The numbers tell a sobering story. The Department of Foreign Employment issues roughly 1,500 labor permits per day. Meanwhile, Nepali universities produce thousands of graduates each year who find no pathway to meaningful employment at home. Engineering graduates drive taxis abroad. Nursing graduates work as caregivers in Japan. The irony is that Nepal simultaneously suffers from acute shortages of skilled professionals in healthcare, engineering, and technology.
Some argue that remittances have lifted millions out of poverty and that migration is a personal choice that should not be discouraged. This is partially true, but it ignores the structural violence that makes the choice less than free.

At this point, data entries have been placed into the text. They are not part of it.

//! Core types for the DVE group builder library
//!
//! This module defines the error taxonomy and the flat instruction stream that the
//! expander produces and the emitter consumes. Instructions are fully resolved: no
//! placeholder survives past expansion.

use serde::Serialize;
use std::fmt;
use std::path::PathBuf;

/// Result type for builder operations
pub type Result<T> = std::result::Result<T, Error>;

/// Top-level error: either the configuration is unusable or the host file is.
#[derive(Debug, thiserror::Error)]
pub enum Error {
    #[error(transparent)]
    Config(#[from] ConfigError),

    #[error(transparent)]
    Splice(#[from] SpliceError),
}

/// Errors raised while loading, validating or expanding a configuration
#[derive(Debug, thiserror::Error)]
pub enum ConfigError {
    #[error("Failed to read config file {path:?}: {source}")]
    Read {
        path: PathBuf,
        #[source]
        source: std::io::Error,
    },

    #[error("Failed to parse config: {0}")]
    Parse(#[from] serde_yaml::Error),

    #[error("Unknown key '{key}' at {location} (allowed: {allowed})")]
    UnknownKey {
        key: String,
        location: String,
        allowed: String,
    },

    #[error("Missing required field '{field}' at {location}")]
    MissingField { field: String, location: String },

    #[error("Invalid value for '{field}' at {location}: {reason}")]
    InvalidField {
        field: String,
        location: String,
        reason: String,
    },

    #[error("Unresolved placeholder '${{{name}}}' in \"{text}\" at {location}")]
    UnresolvedPlaceholder {
        name: String,
        text: String,
        location: String,
    },

    #[error("Malformed placeholder in \"{text}\" at {location}: {reason}")]
    MalformedPlaceholder {
        text: String,
        location: String,
        reason: String,
    },

    #[error("Malformed range for iterator '{name}' at {location}: end {end} is before start {start}")]
    MalformedRange {
        name: String,
        start: i64,
        end: i64,
        location: String,
    },

    #[error("Invalid iterator '{name}' at {location}: {reason}")]
    InvalidIterator {
        name: String,
        location: String,
        reason: String,
    },

    #[error("Radix '{radix}' at {location} is not one of the allowed radices [{allowed}]")]
    InvalidRadix {
        radix: String,
        location: String,
        allowed: String,
    },

    #[error("Error evaluating expression '{name}: {expr}' at {location}: {reason}")]
    Expression {
        name: String,
        expr: String,
        location: String,
        reason: String,
    },

    #[error("Group '{path}' is defined more than once (second definition at {location})")]
    DuplicateGroup { path: String, location: String },

    #[error("Variable '{name}' references itself through: {chain}")]
    VariableCycle { name: String, chain: String },

    #[error("Invalid name \"{text}\" at {location}: {reason}")]
    InvalidName {
        text: String,
        location: String,
        reason: String,
    },
}

/// Errors raised while inserting the generated block into a host session file
#[derive(Debug, thiserror::Error)]
pub enum SpliceError {
    #[error("Failed to read source file {path:?}: {source}")]
    ReadSource {
        path: PathBuf,
        #[source]
        source: std::io::Error,
    },

    #[error("Anchor `{anchor}` not found in {path:?}: not a recognized DVE session template")]
    AnchorNotFound { anchor: String, path: PathBuf },

    #[error("Anchor `{anchor}` found {} times in {path:?} (lines {}): ambiguous insertion point", .lines.len(), join_lines(.lines))]
    AmbiguousAnchor {
        anchor: String,
        path: PathBuf,
        lines: Vec<usize>,
    },

    #[error("Output path {path:?} is the source file; refusing to overwrite it")]
    OutputIsSource { path: PathBuf },

    #[error("Failed to write output file {path:?}: {source}")]
    Write {
        path: PathBuf,
        #[source]
        source: std::io::Error,
    },
}

fn join_lines(lines: &[usize]) -> String {
    lines
        .iter()
        .map(|l| l.to_string())
        .collect::<Vec<_>>()
        .join(", ")
}

/// Display radix of a signal in the waveform viewer (e.g. `hex`, `binary`)
///
/// Radices are validated against `settings.allowed_radices` when the configuration
/// is loaded, so any `Radix` reaching the emitter is accepted by the viewer.
#[derive(Debug, Clone, PartialEq, Eq, Hash, Serialize)]
#[serde(transparent)]
pub struct Radix(String);

impl Radix {
    pub fn new(name: impl Into<String>) -> Self {
        Self(name.into())
    }

    pub fn as_str(&self) -> &str {
        &self.0
    }
}

impl fmt::Display for Radix {
    fn fmt(&self, f: &mut fmt::Formatter<'_>) -> fmt::Result {
        f.write_str(&self.0)
    }
}

/// One fully resolved emit instruction - the output of the expander
///
/// The order of instructions matches the declaration order after expansion; DVE
/// renders groups in the order they are added.
#[derive(Debug, Clone, PartialEq, Eq, Serialize)]
#[serde(tag = "kind", rename_all = "snake_case")]
pub enum Instruction {
    /// Create a signal group
    OpenGroup {
        /// Numeric id backing the `_session_group_<id>` Tcl variable
        id: u32,
        /// Id of the enclosing group (None for top-level groups)
        parent: Option<u32>,
        /// Group name (last path component)
        name: String,
        /// Full `Parent|Child` path
        path: String,
    },

    /// Collapse or expand a group in the wave view
    SetCollapse { path: String, collapsed: bool },

    /// Place a group in the wave view after another list entry
    ShowGroup { path: String, after: String },

    /// Add one signal to a group and set its display radix
    AddSignal {
        group: u32,
        signal: String,
        radix: Radix,
    },

    /// Add a divider to a group
    AddDivider { group: u32, label: String },

    /// End of a group's contents
    CloseGroup { id: u32, path: String },
}

impl Instruction {
    /// True for the per-group wave view instructions (placement and collapse state)
    pub fn is_view(&self) -> bool {
        matches!(
            self,
            Instruction::SetCollapse { .. } | Instruction::ShowGroup { .. }
        )
    }
}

When a young person leaves because there are literally no jobs, no functioning institutions, and no hope of upward mobility, that is not freedom — it is compulsion dressed in the language of opportunity.
Nepal must urgently create conditions that make staying an attractive option. This means reforming an education system that produces graduates without employable skills, building industrial and technological corridors outside the Kathmandu Valley, and ensuring that foreign employment — when chosen — is safe, dignified, and regulated. A nation that exports its youth exports its future.